**DATA FOR THE TASK**
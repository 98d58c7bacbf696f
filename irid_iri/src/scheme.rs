/*!
The `Scheme` component: `ALPHA *( ALPHA / DIGIT / "+" / "-" / "." )`, case-insensitive and
normalized to lowercase.
*/

use crate::error::{Component as ErrComponent, ErrorKind, Result};
use lazy_static::lazy_static;
use regex::Regex;
use std::fmt::{Display, Formatter};
use std::str::FromStr;

lazy_static! {
    static ref RE_SCHEME: Regex = Regex::new(r"^[[:alpha:]][[:alnum:]+\-.]*$").unwrap();
}

/// Returns `true` if `s` is a syntactically valid scheme token.
pub fn is_scheme(s: &str) -> bool {
    !s.is_empty() && RE_SCHEME.is_match(s)
}

/// A parsed, lowercase-normalized `Scheme`.
#[derive(Clone, Debug, Eq)]
pub struct Scheme(String);

impl Display for Scheme {
    fn fmt(&self, f: &mut Formatter<'_>) -> std::fmt::Result {
        write!(f, "{}", self.0)
    }
}

impl FromStr for Scheme {
    type Err = crate::error::Error;

    fn from_str(s: &str) -> Result<Self> {
        if is_scheme(s) {
            Ok(Self(s.to_ascii_lowercase()))
        } else {
            Err(ErrorKind::DomainError(ErrComponent::Scheme, s.to_string()).into())
        }
    }
}

impl PartialEq for Scheme {
    fn eq(&self, other: &Self) -> bool {
        self.0.eq_ignore_ascii_case(&other.0)
    }
}

impl std::hash::Hash for Scheme {
    fn hash<H: std::hash::Hasher>(&self, state: &mut H) {
        self.0.hash(state)
    }
}

impl Scheme {
    /// Construct a `Scheme` from an already-lowercase, already-validated string. Used internally
    /// by the parser once a production has matched.
    pub(crate) fn new_unchecked(s: String) -> Self {
        Self(s)
    }

    /// The `http` scheme.
    pub fn http() -> Self {
        Self("http".to_string())
    }

    /// The `https` scheme.
    pub fn https() -> Self {
        Self("https".to_string())
    }

    /// The `urn` scheme.
    pub fn urn() -> Self {
        Self("urn".to_string())
    }

    /// Return the lowercase string value.
    pub fn value(&self) -> &str {
        &self.0
    }

    /// The port conventionally associated with this scheme, if any (RFC 3986 §6.2.3 analogues).
    pub fn default_port(&self) -> Option<u16> {
        match self.0.as_str() {
            "ftp" => Some(21),
            "ssh" => Some(22),
            "telnet" => Some(23),
            "smtp" => Some(25),
            "domain" => Some(53),
            "tftp" => Some(69),
            "http" | "ws" => Some(80),
            "pop3" => Some(110),
            "nntp" => Some(119),
            "imap" => Some(143),
            "snmp" => Some(161),
            "ldap" => Some(389),
            "https" | "wss" => Some(443),
            "imaps" => Some(993),
            "nfs" => Some(2049),
            _ => None,
        }
    }
}

#[cfg(test)]
mod tests {
    use super::*;

    #[test]
    fn parses_and_lowercases() {
        assert_eq!("hTtPs".parse::<Scheme>().unwrap(), Scheme::https());
    }

    #[test]
    fn rejects_leading_digit() {
        assert!("3ftp".parse::<Scheme>().is_err());
    }

    #[test]
    fn equality_is_case_insensitive() {
        assert_eq!(Scheme::new_unchecked("urn".into()), "URN".parse().unwrap());
    }

    #[test]
    fn default_ports() {
        assert_eq!(Scheme::https().default_port(), Some(443));
        assert_eq!(Scheme::new_unchecked("example".into()).default_port(), None);
    }
}
/*!
A simple in-memory graph: a duplicate-free set of triples, with set operations and the
graph-theoretic queries (cycle detection, connectivity) that treat non-literal objects as edges
to another node.
*/

use bimap::BiHashMap;
use irid_core::{IriNode, IriOrBNode, Node};
use std::collections::{HashSet, VecDeque};

/// A single `(subject, predicate, object)` statement.
pub type Triple = (IriOrBNode, IriNode, Node);

/// A duplicate-free, order-independent collection of triples.
///
/// Every mutating operation (`add`, `remove`, `union`, `difference`) returns a new `Graph`; the
/// receiver is left unchanged.
#[derive(Clone, Debug, Default, PartialEq, Eq)]
pub struct Graph {
    triples: HashSet<Triple>,
}

impl FromIterator<Triple> for Graph {
    fn from_iter<I: IntoIterator<Item = Triple>>(iter: I) -> Self {
        Graph {
            triples: iter.into_iter().collect(),
        }
    }
}

impl Graph {
    /// An empty graph.
    pub fn new() -> Self {
        Self::default()
    }

    /// `true` if this graph has no triples.
    pub fn is_empty(&self) -> bool {
        self.triples.is_empty()
    }

    /// The number of distinct triples.
    pub fn len(&self) -> usize {
        self.triples.len()
    }

    /// `true` if `triple` is in this graph.
    pub fn contains(&self, triple: &Triple) -> bool {
        self.triples.contains(triple)
    }

    /// A new graph with `triple` added; a no-op (returns an equal graph) if already present.
    pub fn add(&self, triple: Triple) -> Self {
        let mut triples = self.triples.clone();
        let _ = triples.insert(triple);
        Graph { triples }
    }

    /// A new graph with `triple` removed; a no-op if not present.
    pub fn remove(&self, triple: &Triple) -> Self {
        let mut triples = self.triples.clone();
        let _ = triples.remove(triple);
        Graph { triples }
    }

    /// A new graph containing every triple in either graph.
    pub fn union(&self, other: &Self) -> Self {
        Graph {
            triples: self.triples.union(&other.triples).cloned().collect(),
        }
    }

    /// A new graph containing every triple in `self` that is not in `other`.
    pub fn difference(&self, other: &Self) -> Self {
        Graph {
            triples: self.triples.difference(&other.triples).cloned().collect(),
        }
    }

    /// All triples, in unspecified order.
    pub fn triples(&self) -> impl Iterator<Item = &Triple> {
        self.triples.iter()
    }

    /// The distinct subjects of every triple.
    pub fn subjects(&self) -> HashSet<&IriOrBNode> {
        self.triples.iter().map(|(s, _, _)| s).collect()
    }

    /// The distinct predicates of every triple.
    pub fn predicates(&self) -> HashSet<&IriNode> {
        self.triples.iter().map(|(_, p, _)| p).collect()
    }

    /// The distinct objects of every triple.
    pub fn objects(&self) -> HashSet<&Node> {
        self.triples.iter().map(|(_, _, o)| o).collect()
    }

    /// Subjects of triples matching `predicate` and `object` when given; either may be omitted to
    /// leave that column unconstrained.
    pub fn subjects_matching(&self, predicate: Option<&IriNode>, object: Option<&Node>) -> HashSet<&IriOrBNode> {
        self.subjects_by(|(_, p, o)| predicate.map_or(true, |x| x == p) && object.map_or(true, |x| x == o))
    }

    /// Subjects of triples for which `f` holds.
    pub fn subjects_by(&self, f: impl Fn(&Triple) -> bool) -> HashSet<&IriOrBNode> {
        self.triples.iter().filter(|t| f(t)).map(|(s, _, _)| s).collect()
    }

    /// Predicates of triples matching `subject` and `object` when given.
    pub fn predicates_matching(&self, subject: Option<&IriOrBNode>, object: Option<&Node>) -> HashSet<&IriNode> {
        self.predicates_by(|(s, _, o)| subject.map_or(true, |x| x == s) && object.map_or(true, |x| x == o))
    }

    /// Predicates of triples for which `f` holds.
    pub fn predicates_by(&self, f: impl Fn(&Triple) -> bool) -> HashSet<&IriNode> {
        self.triples.iter().filter(|t| f(t)).map(|(_, p, _)| p).collect()
    }

    /// Objects of triples matching `subject` and `predicate` when given.
    pub fn objects_matching(&self, subject: Option<&IriOrBNode>, predicate: Option<&IriNode>) -> HashSet<&Node> {
        self.objects_by(|(s, p, _)| subject.map_or(true, |x| x == s) && predicate.map_or(true, |x| x == p))
    }

    /// Objects of triples for which `f` holds.
    pub fn objects_by(&self, f: impl Fn(&Triple) -> bool) -> HashSet<&Node> {
        self.triples.iter().filter(|t| f(t)).map(|(_, _, o)| o).collect()
    }

    /// `true` iff the directed graph over `IriOrBNode` vertices, with an edge `subject -> object`
    /// for every triple whose object is itself an `IriOrBNode`, contains a cycle (including a
    /// self-loop).
    pub fn is_cyclic(&self) -> bool {
        let (index, adjacency) = self.directed_adjacency();
        let n = index.len();
        // 0 = unvisited, 1 = on the current path, 2 = finished.
        let mut color = vec![0u8; n];

        for start in 0..n {
            if color[start] != 0 {
                continue;
            }
            // Explicit stack of (node, next child index to visit) to avoid recursion.
            let mut stack: Vec<(usize, usize)> = vec![(start, 0)];
            color[start] = 1;
            while let Some(&mut (node, ref mut next)) = stack.last_mut() {
                if *next < adjacency[node].len() {
                    let child = adjacency[node][*next];
                    *next += 1;
                    match color[child] {
                        0 => {
                            color[child] = 1;
                            stack.push((child, 0));
                        }
                        1 => return true,
                        _ => {}
                    }
                } else {
                    color[node] = 2;
                    stack.pop();
                }
            }
        }
        false
    }

    /// The negation of [`Graph::is_cyclic`].
    pub fn is_acyclic(&self) -> bool {
        !self.is_cyclic()
    }

    /// `true` iff the undirected graph over the same vertex set (an edge `{subject, object}` for
    /// every triple whose object is an `IriOrBNode`) has at most one connected component. An
    /// empty graph is vacuously connected.
    pub fn is_connected(&self) -> bool {
        let (index, adjacency) = self.undirected_adjacency();
        let n = index.len();
        if n == 0 {
            return true;
        }
        let mut visited = vec![false; n];
        let mut queue = VecDeque::new();
        queue.push_back(0usize);
        visited[0] = true;
        let mut seen = 1;
        while let Some(node) = queue.pop_front() {
            for &next in &adjacency[node] {
                if !visited[next] {
                    visited[next] = true;
                    seen += 1;
                    queue.push_back(next);
                }
            }
        }
        seen == n
    }

    /// Assigns a dense index to every vertex (subject, and any object that is itself an
    /// `IriOrBNode`), then builds the directed adjacency list `subject -> object`.
    fn directed_adjacency(&self) -> (BiHashMap<IriOrBNode, usize>, Vec<Vec<usize>>) {
        let index = self.node_index();
        let mut adjacency = vec![Vec::new(); index.len()];
        for (s, _, o) in &self.triples {
            if let Some(o) = o.as_iri_or_bnode() {
                let si = *index.get_by_left(s).unwrap();
                let oi = *index.get_by_left(&o).unwrap();
                adjacency[si].push(oi);
            }
        }
        (index, adjacency)
    }

    /// As [`Graph::directed_adjacency`], but the adjacency list is symmetric.
    fn undirected_adjacency(&self) -> (BiHashMap<IriOrBNode, usize>, Vec<Vec<usize>>) {
        let index = self.node_index();
        let mut adjacency = vec![Vec::new(); index.len()];
        for (s, _, o) in &self.triples {
            if let Some(o) = o.as_iri_or_bnode() {
                let si = *index.get_by_left(s).unwrap();
                let oi = *index.get_by_left(&o).unwrap();
                adjacency[si].push(oi);
                adjacency[oi].push(si);
            }
        }
        (index, adjacency)
    }

    fn node_index(&self) -> BiHashMap<IriOrBNode, usize> {
        let mut index = BiHashMap::new();
        for (s, _, o) in &self.triples {
            if !index.contains_left(s) {
                let _ = index.insert(s.clone(), index.len());
            }
            if let Some(o) = o.as_iri_or_bnode() {
                if !index.contains_left(&o) {
                    let _ = index.insert(o, index.len());
                }
            }
        }
        index
    }
}

#[cfg(test)]
mod tests {
    use super::*;
    use irid_core::{BNode, IriNode, Literal};

    fn iri_or_bnode(s: &str) -> IriOrBNode {
        IriOrBNode::Iri(IriNode::new(s).unwrap())
    }

    fn predicate(s: &str) -> IriNode {
        IriNode::new(s).unwrap()
    }

    #[test]
    fn add_remove_roundtrip() {
        let g = Graph::new();
        let t: Triple = (
            iri_or_bnode("http://example.org/a"),
            predicate("http://example.org/hasa"),
            Node::Iri(IriNode::new("http://example.org/b").unwrap()),
        );
        let g2 = g.add(t.clone());
        assert!(g2.contains(&t));
        let g3 = g2.remove(&t);
        assert!(!g3.contains(&t));
        assert_eq!(g3, g);
    }

    #[test]
    fn detects_cycle() {
        let a = iri_or_bnode("http://example.org/a");
        let b1: IriOrBNode = BNode::new("b1").unwrap().into();
        let g = Graph::new()
            .add((
                a.clone(),
                predicate("http://example.org/hasa"),
                Node::from(b1.clone()),
            ))
            .add((
                b1.clone(),
                predicate("http://example.org/isa"),
                Node::Literal(Literal::string("string")),
            ))
            .add((b1, predicate("http://example.org/hasa"), Node::from(a)));
        assert!(g.is_cyclic());
    }

    #[test]
    fn acyclic_connected_graph() {
        let a = iri_or_bnode("http://example.org/a");
        let b = iri_or_bnode("http://example.org/b");
        let c = iri_or_bnode("http://example.org/c");
        let g = Graph::new()
            .add((a.clone(), predicate("http://example.org/p"), Node::from(b.clone())))
            .add((b, predicate("http://example.org/p"), Node::from(c)));
        assert!(g.is_acyclic());
        assert!(g.is_connected());
    }

    #[test]
    fn disconnected_subjects_with_only_literal_objects() {
        let a = iri_or_bnode("http://example.org/a");
        let b = iri_or_bnode("http://example.org/b");
        let g = Graph::new()
            .add((
                a,
                predicate("http://example.org/p"),
                Node::Literal(Literal::string("x")),
            ))
            .add((
                b,
                predicate("http://example.org/p"),
                Node::Literal(Literal::string("y")),
            ));
        assert!(!g.is_connected());
    }

    #[test]
    fn empty_graph_is_vacuously_connected() {
        assert!(Graph::new().is_connected());
    }

    #[test]
    fn union_and_difference() {
        let t1: Triple = (
            iri_or_bnode("http://example.org/a"),
            predicate("http://example.org/p"),
            Node::Literal(Literal::string("1")),
        );
        let t2: Triple = (
            iri_or_bnode("http://example.org/a"),
            predicate("http://example.org/p"),
            Node::Literal(Literal::string("2")),
        );
        let g1 = Graph::new().add(t1.clone());
        let g2 = Graph::new().add(t2.clone());
        let u = g1.union(&g2);
        assert_eq!(u.len(), 2);
        let d = u.difference(&g1);
        assert_eq!(d.len(), 1);
        assert!(d.contains(&t2));
    }
}
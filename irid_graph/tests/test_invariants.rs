use irid_core::{BNode, IriNode, IriOrBNode, Literal, Node};
use irid_graph::{Graph, Triple};

fn iri(s: &str) -> IriOrBNode {
    IriOrBNode::Iri(IriNode::new(s).unwrap())
}

fn predicate(s: &str) -> IriNode {
    IriNode::new(s).unwrap()
}

fn sample_graph() -> Graph {
    let a = iri("http://example.org/a");
    let b: IriOrBNode = BNode::new("b1").unwrap().into();
    Graph::new()
        .add((a.clone(), predicate("http://example.org/p"), Node::from(b.clone())))
        .add((b, predicate("http://example.org/q"), Node::Literal(Literal::string("x"))))
        .add((a, predicate("http://example.org/r"), Node::Literal(Literal::string("y"))))
}

fn sample_triples() -> Vec<Triple> {
    sample_graph().triples().cloned().collect()
}

// (g + t) - t contains g - t, with equality when t is not already in g.
#[test]
fn add_then_remove_equals_original_minus_triple_when_absent() {
    let g = sample_graph();
    let t: Triple = (
        iri("http://example.org/new-subject"),
        predicate("http://example.org/p"),
        Node::Literal(Literal::string("new")),
    );
    assert!(!g.contains(&t));

    let added_then_removed = g.add(t.clone()).remove(&t);
    let minus_t = g.difference(&Graph::new().add(t));
    assert_eq!(added_then_removed, minus_t);
    assert_eq!(added_then_removed, g);
}

#[test]
fn add_then_remove_superset_of_original_minus_triple_when_present() {
    let g = sample_graph();
    let t = sample_triples().into_iter().next().unwrap();
    assert!(g.contains(&t));

    let added_then_removed = g.add(t.clone()).remove(&t);
    let minus_t = g.difference(&Graph::new().add(t));
    // g - t is missing the triple that was already in g; (g + t) - t is not, so it is a
    // strict superset here rather than an equality.
    for triple in minus_t.triples() {
        assert!(added_then_removed.contains(triple));
    }
    assert_ne!(added_then_removed, minus_t);
}

#[test]
fn is_connected_is_invariant_under_reordering() {
    let triples = sample_triples();
    let forward: Graph = triples.iter().cloned().collect();
    let reversed: Graph = triples.into_iter().rev().collect();
    assert_eq!(forward.is_connected(), reversed.is_connected());
}
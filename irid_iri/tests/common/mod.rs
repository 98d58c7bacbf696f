use irid_iri::Iri;
use std::str::FromStr;

pub fn parse_success(iri: &str) {
    println!("> parse_success({:?})", iri);
    let result = Iri::from_str(iri);
    assert!(result.is_ok(), "{:?} should parse", iri);
}

pub fn parse_failure(iri: &str) {
    println!("> parse_failure({:?})", iri);
    let result = Iri::from_str(iri);
    assert!(result.is_err(), "{:?} should not parse", iri);
}

pub fn parse_and_compare(iri: &str, compare_to: &str) {
    println!("> parse_and_compare({:?} == {:?})", iri, compare_to);
    let parsed = Iri::from_str(iri).unwrap();
    assert_eq!(parsed.to_string(), compare_to);
}
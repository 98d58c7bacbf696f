/*!
The `Path` component: a reverse-growing linked list of segments, `Empty | Slash(tail) |
Segment(text, tail)`. The *deepest* constructor corresponds to the *first* segment in the
string form: `"/a/b"` is `Segment("b", Slash(Segment("a", Slash(Empty))))`.

Every traversal here is written as an explicit loop rather than a recursive function, so that
paths with tens of thousands of segments cannot overflow the stack.
*/

use crate::error::{Component as ErrComponent, ErrorKind, Result};
use crate::pct_encoding::{decode_component, encode, is_path_safe, is_uri_path_safe};
use std::fmt::{Display, Formatter};
use std::str::FromStr;

/// A path, represented as a reverse-growing cons list. See the module documentation for the
/// string-form convention.
#[derive(Clone, Debug, PartialEq, Eq, Hash)]
pub enum Path {
    /// The empty path (no segments, no leading or trailing slash at this position).
    Empty,
    /// A `/` at this position, followed (toward the start of the string) by `tail`.
    Slash(Box<Path>),
    /// A non-empty segment, followed (toward the start of the string) by `tail`. `text` is
    /// never empty: an empty segment is represented by two adjacent `Slash` nodes instead.
    Segment(String, Box<Path>),
}

#[derive(Clone, Debug, PartialEq, Eq)]
enum Token {
    Slash,
    Seg(String),
}

// ------------------------------------------------------------------------------------------------
// Token conversion (the shared non-recursive traversal primitive)
// ------------------------------------------------------------------------------------------------

/// Collect the tokens of `p` in left-to-right (string) order. Implemented by peeling `p` from
/// its outside in (a single `while` loop — the outermost constructor is always the most
/// recently-appended, i.e. the *last* token in the string), then reversing the result.
fn to_tokens(p: &Path) -> Vec<Token> {
    let mut toks = Vec::new();
    let mut cur = p;
    loop {
        match cur {
            Path::Empty => break,
            Path::Slash(tail) => {
                toks.push(Token::Slash);
                cur = tail;
            }
            Path::Segment(s, tail) => {
                toks.push(Token::Seg(s.clone()));
                cur = tail;
            }
        }
    }
    toks.reverse();
    toks
}

/// The inverse of [`to_tokens`]: build a `Path` from a left-to-right token sequence by folding
/// forward, wrapping the accumulator once per token (so the last token ends up outermost).
fn from_tokens(tokens: &[Token]) -> Path {
    let mut acc = Path::Empty;
    for t in tokens {
        acc = match t {
            Token::Slash => Path::Slash(Box::new(acc)),
            Token::Seg(s) => Path::Segment(s.clone(), Box::new(acc)),
        };
    }
    acc
}

/// Decompose `p` into `(leading_slash, segments, trailing_slash)`. A zero-length run between two
/// slashes (i.e. `//`) is represented as an empty string in `segments`; the `Path` invariant that
/// forbids an empty `Segment` node is about the *structural* representation, not this transient
/// decomposition.
fn decompose(p: &Path) -> (bool, Vec<String>, bool) {
    let tokens = to_tokens(p);
    let leading = matches!(tokens.first(), Some(Token::Slash));
    let trailing = tokens.len() > if leading { 1 } else { 0 } && matches!(tokens.last(), Some(Token::Slash));
    let start = if leading { 1 } else { 0 };
    let end = if trailing { tokens.len() - 1 } else { tokens.len() };

    let mut segments = Vec::new();
    let mut expect_separator = false;
    let mut i = start;
    while i < end {
        match &tokens[i] {
            Token::Seg(s) => {
                segments.push(s.clone());
                expect_separator = true;
            }
            Token::Slash => {
                if expect_separator {
                    expect_separator = false;
                } else {
                    segments.push(String::new());
                }
            }
        }
        i += 1;
    }
    (leading, segments, trailing)
}

/// The inverse of [`decompose`]. The leading slash is wrapped first (deepest, prints first); the
/// trailing slash is wrapped last (outermost, prints last).
fn recompose(leading: bool, segments: &[String], trailing: bool) -> Path {
    // No content between the boundaries: at most one slash, never two.
    if segments.is_empty() && leading && trailing {
        return Path::Slash(Box::new(Path::Empty));
    }
    let mut acc = Path::Empty;
    if leading {
        acc = Path::Slash(Box::new(acc));
    }
    for (i, seg) in segments.iter().enumerate() {
        if i > 0 {
            acc = Path::Slash(Box::new(acc));
        }
        if !seg.is_empty() {
            acc = Path::Segment(seg.clone(), Box::new(acc));
        }
    }
    if trailing {
        acc = Path::Slash(Box::new(acc));
    }
    acc
}

// ------------------------------------------------------------------------------------------------
// Rendering
// ------------------------------------------------------------------------------------------------

fn render<F>(p: &Path, transform: F) -> String
where
    F: Fn(&str) -> String,
{
    let tokens = to_tokens(p);
    let mut out = String::new();
    for t in &tokens {
        match t {
            Token::Slash => out.push('/'),
            Token::Seg(s) => out.push_str(&transform(s)),
        }
    }
    out
}

impl Display for Path {
    fn fmt(&self, f: &mut Formatter<'_>) -> std::fmt::Result {
        write!(f, "{}", render(self, |s| s.to_string()))
    }
}

impl FromStr for Path {
    type Err = crate::error::Error;

    fn from_str(s: &str) -> Result<Self> {
        if s.is_empty() {
            return Ok(Path::Empty);
        }
        let leading = s.starts_with('/');
        let trailing = s.len() > 1 && s.ends_with('/') || s == "/";
        let body = s.trim_start_matches('/');
        let body = if trailing && !body.is_empty() {
            &body[..body.len() - 1]
        } else {
            body
        };
        let mut segments = Vec::new();
        if !body.is_empty() || leading {
            for raw in body.split('/') {
                if !is_path_segment_syntax(raw) {
                    return Err(ErrorKind::ParseError("path-segment".to_string(), 0).into());
                }
                segments.push(decode_component(raw, ErrComponent::Path)?);
            }
        }
        if body.is_empty() && !leading {
            segments.clear();
        }
        Ok(recompose(leading, &segments, trailing))
    }
}

fn is_path_segment_syntax(s: &str) -> bool {
    crate::pct_encoding::is_correctly_escaped(s)
        && s.chars().all(|c| is_path_safe(c) || c == '%')
}

impl Path {
    /// The root path, `/`.
    pub fn root() -> Self {
        Path::Slash(Box::new(Path::Empty))
    }

    /// `true` if this path has no segments and no slashes.
    pub fn is_empty(&self) -> bool {
        matches!(self, Path::Empty)
    }

    /// `true` iff the *oldest* (deepest) constructor is `Slash` — the string form begins with
    /// `/`.
    pub fn start_with_slash(&self) -> bool {
        decompose(self).0
    }

    /// `true` iff the *newest* (outermost) constructor is `Slash` — the string form ends with
    /// `/`.
    pub fn ends_with_slash(&self) -> bool {
        matches!(self, Path::Slash(_))
    }

    /// Structural reversal: an iterative accumulator peels `self` from the outside in and
    /// rebuilds with every constructor's direction swapped. An involution: `reverse(reverse(p))
    /// == p`.
    pub fn reverse(&self) -> Path {
        let mut acc = Path::Empty;
        let mut cur = self.clone();
        loop {
            cur = match cur {
                Path::Empty => break,
                Path::Slash(tail) => {
                    acc = Path::Slash(Box::new(acc));
                    *tail
                }
                Path::Segment(s, tail) => {
                    acc = Path::Segment(s, Box::new(acc));
                    *tail
                }
            };
        }
        acc
    }

    /// `p / s`: append a new terminal segment. An empty `s` is a no-op.
    pub fn append_segment(&self, s: &str) -> Path {
        if s.is_empty() {
            return self.clone();
        }
        match self {
            Path::Slash(_) => Path::Segment(s.to_string(), Box::new(self.clone())),
            other => Path::Segment(s.to_string(), Box::new(Path::Slash(Box::new(other.clone())))),
        }
    }

    /// Concatenates `s` onto the terminal segment if this path ends in one; otherwise behaves as
    /// [`Path::append_segment`].
    pub fn append_string(&self, s: &str) -> Path {
        match self {
            Path::Segment(seg, tail) => Path::Segment(format!("{}{}", seg, s), tail.clone()),
            other => other.append_segment(s),
        }
    }

    /// `q.prepend(p)` places `p`'s content before `self`'s, i.e. yields `p` followed by `self`.
    /// If the two paths meet without a slash on either side, their touching segments are
    /// concatenated as text rather than separated (matching [`Path::append_string`]'s merge
    /// rule) — see `DESIGN.md` for the chosen join behavior at this boundary.
    pub fn prepend(&self, p: &Path) -> Path {
        if p.is_empty() {
            return self.clone();
        }
        if self.is_empty() {
            return p.clone();
        }
        let self_starts_with_slash = self.start_with_slash();
        let p_ends_with_slash = p.ends_with_slash();
        if self_starts_with_slash || p_ends_with_slash {
            let mut tokens = to_tokens(p);
            tokens.extend(to_tokens(self));
            from_tokens(&tokens)
        } else {
            // merge the touching segments textually
            let mut p_tokens = to_tokens(p);
            let mut self_tokens = to_tokens(self);
            match (p_tokens.pop(), self_tokens.first().cloned()) {
                (Some(Token::Seg(last)), Some(Token::Seg(first))) => {
                    self_tokens.remove(0);
                    p_tokens.push(Token::Seg(format!("{}{}", last, first)));
                    p_tokens.extend(self_tokens);
                }
                (popped, _) => {
                    if let Some(t) = popped {
                        p_tokens.push(t);
                    }
                    p_tokens.extend(self_tokens);
                }
            }
            from_tokens(&p_tokens)
        }
    }

    /// RFC 3986 §5.2.4 dot-segment removal. Operates on the decomposed segment list (so `"//"`
    /// empty segments are visible to the `".."` popping rule), in a single left-to-right pass;
    /// the result is then re-composed. No recursion, regardless of path length.
    pub fn remove_dot_segments(&self) -> Path {
        let (leading, segments, mut trailing) = decompose(self);
        let mut out: Vec<String> = Vec::with_capacity(segments.len());
        let n = segments.len();
        for (i, seg) in segments.into_iter().enumerate() {
            let is_last = i + 1 == n;
            match seg.as_str() {
                "." => {
                    if is_last {
                        trailing = true;
                    }
                }
                ".." => {
                    out.pop();
                    if is_last {
                        trailing = true;
                    }
                }
                _ => out.push(seg),
            }
        }
        recompose(leading, &out, trailing)
    }

    /// The IRI (UTF-8) rendering: segments appear as literal text.
    pub fn as_string(&self) -> String {
        self.to_string()
    }

    /// The URI (ASCII) rendering: each segment is percent-encoded against the path-safe set.
    pub fn as_uri(&self) -> String {
        render(self, |s| encode(s, is_uri_path_safe))
    }

    /// Iterate the decoded segment texts in left-to-right order (empty segments from `//` are
    /// included).
    pub fn segments(&self) -> Vec<String> {
        decompose(self).1
    }

    /// The "directory" of this path: everything up to and including the slash before the last
    /// segment (RFC 3986 §5.3's merge step). A path with no segments at all becomes the root.
    pub(crate) fn dirname(&self) -> Path {
        let (_leading, mut segments, _) = decompose(self);
        if segments.is_empty() {
            return Path::root();
        }
        segments.pop();
        recompose(true, &segments, true)
    }
}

**ABOUT THIS EXERCISE**
In restating the data, begin at its first line, reproduce each line word for word, and conclude with the line that contains "production has matched.".

**RESULT BELOW**
repository 98d58c7bacbf696f
filename irid_iri/src/scheme.rs
/*!
The `Scheme` component: `ALPHA *( ALPHA / DIGIT / "+" / "-" / "." )`, case-insensitive and
normalized to lowercase.
*/

use crate::error::{Component as ErrComponent, ErrorKind, Result};
use lazy_static::lazy_static;
use regex::Regex;
use std::fmt::{Display, Formatter};
use std::str::FromStr;

lazy_static! {
    static ref RE_SCHEME: Regex = Regex::new(r"^[[:alpha:]][[:alnum:]+\-.]*$").unwrap();
}

/// Returns `true` if `s` is a syntactically valid scheme token.
pub fn is_scheme(s: &str) -> bool {
    !s.is_empty() && RE_SCHEME.is_match(s)
}

/// A parsed, lowercase-normalized `Scheme`.
#[derive(Clone, Debug, Eq)]
pub struct Scheme(String);

impl Display for Scheme {
    fn fmt(&self, f: &mut Formatter<'_>) -> std::fmt::Result {
        write!(f, "{}", self.0)
    }
}

impl FromStr for Scheme {
    type Err = crate::error::Error;

    fn from_str(s: &str) -> Result<Self> {
        if is_scheme(s) {
            Ok(Self(s.to_ascii_lowercase()))
        } else {
            Err(ErrorKind::DomainError(ErrComponent::Scheme, s.to_string()).into())
        }
    }
}

impl PartialEq for Scheme {
    fn eq(&self, other: &Self) -> bool {
        self.0.eq_ignore_ascii_case(&other.0)
    }
}

impl std::hash::Hash for Scheme {
    fn hash<H: std::hash::Hasher>(&self, state: &mut H) {
        self.0.hash(state)
    }
}

impl Scheme {
    /// Construct a `Scheme` from an already-lowercase, already-validated string. Used internally
    /// by the parser once a production has matched.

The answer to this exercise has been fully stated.